I'm feeling emotional, I know that is stupid. no, really it is stupid. nothing changed since yesterday, i only grew up one more day, i slept and woke up, received some more spam, spent a little bit more time on the PC and the TV, ate and drank...
nothing significant.
i feel rejected though. maybe because i am listening to emotional songs that are taking me back to times when i felt loved and in love. maybe because these songs are transmitting sad feelings. i wonder if i will feel happy if i listen to happy songs. am i taking on the feelings in the songs or is the song playing because it is reflecting my own feelings.
recently something happened , i met someone , and i got rejected, it didnt feel good at all. it clouded my judgment about how i feel about that person. you know what Madonna says? "rejection is the greatest aphrodisiac" do you think she is right?
The truth is that i have so much love inside me, that i need to share, to give, to express, and i keep on running into people who are afraid of love, i learned recently or not so recently that i cant express my feelings openly and freely, i cant be transparent. i never believed or followed that directive. the result, rejection or feeling rejected. having to swallow back my pride and emotional expression and crawl back in bed with old memories and fantasies of glimpses of loving moments.
Why do humans need love?? what is so special about a kiss ? about lips meeting? what happens when lips meet? how can people be so close one day and next day they are strangers. they hurt each other and say bad things about each other..
why does a song affect me so much? is it because it resonates on the deepest level with feelings i once touched and tasted? sad or happy
I dont know. i wish i knew, or maybe i dont wish, because at least i have an excuse now to be stumbling, i dont know, if i knew then i cannot justify my stumbling.
love love, they say it makes the world goes around.i love myself , but that still isnt enough, nothing is like hearing and smelling the love.
i am rambling heavily , i know. that is why God invented blogs , so that people like me ramble freely, liberally.
it will pass, the 'i need personal romantic love' fever. i think i like being in that state otherwise i can turn off the fucking music and go take a shower or a walk.. but again, no , i cant run from myself. in the shower I'll have me with me, i cant hide or run.
i tell myself this is only my domestication, it is all learned behavior. even feelings are not real, they are how we learned to react to different things.
In Star Trek there is a race called the 'Vulcans'. Vulcans were once emotional barbaric but then they decided to control themselves, they meditated and controlled their minds and emotions so that they dont get into the kind of emotional turbulence similar I am in today. they succeeded in living according to logic. But the price was high, we see in one of the episodes how Tuvac , the Vulcan became crazy eventually. In another episode it shows how when Vulcans are in sexual heat they are totally out of control.
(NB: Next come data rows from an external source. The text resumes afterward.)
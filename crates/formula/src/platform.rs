//! Platform facts used while planning a build.
//!
//! The planner never inspects the host itself. Facts are detected once
//! (or constructed directly in tests) and passed in, and every
//! platform-dependent decision is a pure predicate over them.
//!
//! # Example
//!
//! ```
//! use formula::platform::{OsVersion, PlatformFacts};
//!
//! let tiger = PlatformFacts::new("macos", Some(OsVersion::new(10, 4)), false);
//! assert!(tiger.requires_legacy_sqlite_patch());
//!
//! let linux = PlatformFacts::new("linux", None, true);
//! assert!(!linux.requires_legacy_sqlite_patch());
//! ```

use serde::{Deserialize, Serialize};
use std::cmp::Ordering;
use std::fmt;
use std::process::Command;
use std::str::FromStr;

/// macOS 10.5 "Leopard", the first release with
/// `OSAtomicCompareAndSwapPtrBarrier`.
pub const LEOPARD: OsVersion = OsVersion::new(10, 5);

/// Optional host-provided dependency an option may need.
#[derive(Debug, Clone, Copy, PartialEq, Eq, Hash, Serialize, Deserialize)]
#[serde(rename_all = "lowercase")]
pub enum HostDependency {
    /// An X11 installation (headers and libraries).
    X11,
}

impl HostDependency {
    /// Display name.
    #[must_use]
    pub fn name(&self) -> &'static str {
        match self {
            Self::X11 => "x11",
        }
    }
}

impl fmt::Display for HostDependency {
    fn fmt(&self, f: &mut fmt::Formatter<'_>) -> fmt::Result {
        write!(f, "{}", self.name())
    }
}

/// `major.minor` operating system version.
#[derive(Debug, Clone, Copy, PartialEq, Eq, Hash, Serialize, Deserialize)]
#[serde(try_from = "String", into = "String")]
pub struct OsVersion {
    /// Major version.
    pub major: u32,
    /// Minor version.
    pub minor: u32,
}

impl OsVersion {
    /// Create a version.
    #[must_use]
    pub const fn new(major: u32, minor: u32) -> Self {
        Self { major, minor }
    }
}

impl PartialOrd for OsVersion {
    fn partial_cmp(&self, other: &Self) -> Option<Ordering> {
        Some(self.cmp(other))
    }
}

impl Ord for OsVersion {
    fn cmp(&self, other: &Self) -> Ordering {
        (self.major, self.minor).cmp(&(other.major, other.minor))
    }
}

impl FromStr for OsVersion {
    type Err = String;

    /// Parse "10.11", "10.11.6" or "14" (patch level is ignored).
    fn from_str(s: &str) -> Result<Self, Self::Err> {
        let mut parts = s.trim().split('.');
        let major = parts
            .next()
            .filter(|p| !p.is_empty())
            .ok_or_else(|| format!("invalid OS version: '{s}'"))?
            .parse()
            .map_err(|_| format!("invalid OS version: '{s}'"))?;
        let minor = match parts.next() {
            Some(p) => p.parse().map_err(|_| format!("invalid OS version: '{s}'"))?,
            None => 0,
        };
        Ok(Self { major, minor })
    }
}

impl TryFrom<String> for OsVersion {
    type Error = String;

    fn try_from(value: String) -> Result<Self, Self::Error> {
        value.parse()
    }
}

impl From<OsVersion> for String {
    fn from(value: OsVersion) -> Self {
        value.to_string()
    }
}

impl fmt::Display for OsVersion {
    fn fmt(&self, f: &mut fmt::Formatter<'_>) -> fmt::Result {
        write!(f, "{}.{}", self.major, self.minor)
    }
}

/// Facts about the build host.
#[derive(Debug, Clone, PartialEq, Eq, Serialize, Deserialize)]
pub struct PlatformFacts {
    /// Operating system (e.g., "macos", "linux").
    pub os: String,
    /// OS version, when known.
    pub os_version: Option<OsVersion>,
    /// Whether 64-bit builds are preferred.
    pub prefer_64_bit: bool,
    /// Whether an X11 installation is available.
    #[serde(default)]
    pub x11_available: bool,
}

impl PlatformFacts {
    /// Create facts without X11.
    pub fn new(os: impl Into<String>, os_version: Option<OsVersion>, prefer_64_bit: bool) -> Self {
        Self {
            os: os.into(),
            os_version,
            prefer_64_bit,
            x11_available: false,
        }
    }

    /// Mark X11 as available.
    pub fn with_x11(mut self) -> Self {
        self.x11_available = true;
        self
    }

    /// Detect facts about the running host.
    #[must_use]
    pub fn detect() -> Self {
        let os = std::env::consts::OS.to_string();
        let os_version = detect_os_version(&os);
        let facts = Self {
            prefer_64_bit: cfg!(target_pointer_width = "64"),
            x11_available: detect_x11(),
            os,
            os_version,
        };
        log::debug!(
            "platform: {} {} (64-bit preferred: {}, x11: {})",
            facts.os,
            facts
                .os_version
                .map_or_else(|| "unknown".to_string(), |v| v.to_string()),
            facts.prefer_64_bit,
            facts.x11_available
        );
        facts
    }

    /// Check if this platform is macOS.
    #[must_use]
    pub fn is_macos(&self) -> bool {
        self.os == "macos"
    }

    /// Whether the host runs `os` at a version strictly below `version`.
    ///
    /// Unknown versions never match.
    #[must_use]
    pub fn is_os_below(&self, os: &str, version: OsVersion) -> bool {
        self.os == os && self.os_version.is_some_and(|v| v < version)
    }

    /// Whether the bundled sqlite needs the pre-Leopard atomics patch.
    #[must_use]
    pub fn requires_legacy_sqlite_patch(&self) -> bool {
        self.is_os_below("macos", LEOPARD)
    }

    /// Whether a host dependency is satisfied.
    #[must_use]
    pub fn has(&self, dependency: HostDependency) -> bool {
        match dependency {
            HostDependency::X11 => self.x11_available,
        }
    }
}

/// Condition under which a resource's inline patch is applied.
#[derive(Debug, Clone, PartialEq, Eq, Serialize, Deserialize)]
pub struct PatchGate {
    /// Operating system the patch targets.
    pub os: String,
    /// Apply only below this version.
    pub below: OsVersion,
}

impl PatchGate {
    /// Whether the patch should be applied on this platform.
    #[must_use]
    pub fn admits(&self, facts: &PlatformFacts) -> bool {
        facts.is_os_below(&self.os, self.below)
    }
}

fn detect_os_version(os: &str) -> Option<OsVersion> {
    if os != "macos" {
        return None;
    }
    let output = Command::new("sw_vers").arg("-productVersion").output().ok()?;
    if !output.status.success() {
        return None;
    }
    String::from_utf8_lossy(&output.stdout).parse().ok()
}

fn detect_x11() -> bool {
    which::which("xdpyinfo").is_ok()
        || std::path::Path::new("/opt/X11/include/X11/Xlib.h").exists()
        || std::path::Path::new("/usr/include/X11/Xlib.h").exists()
}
The question is , will I even find the kind of love that i imagine and wish for? will i feel this real and deep connection with another person where there we become pure energy, where we merge but stay separate , connect on the emotional, physical, mental and spiritual, where there is no inhibitions and right and wrong, only pure transparency and childlike innocence exists, where play is the game, exploration of the soul.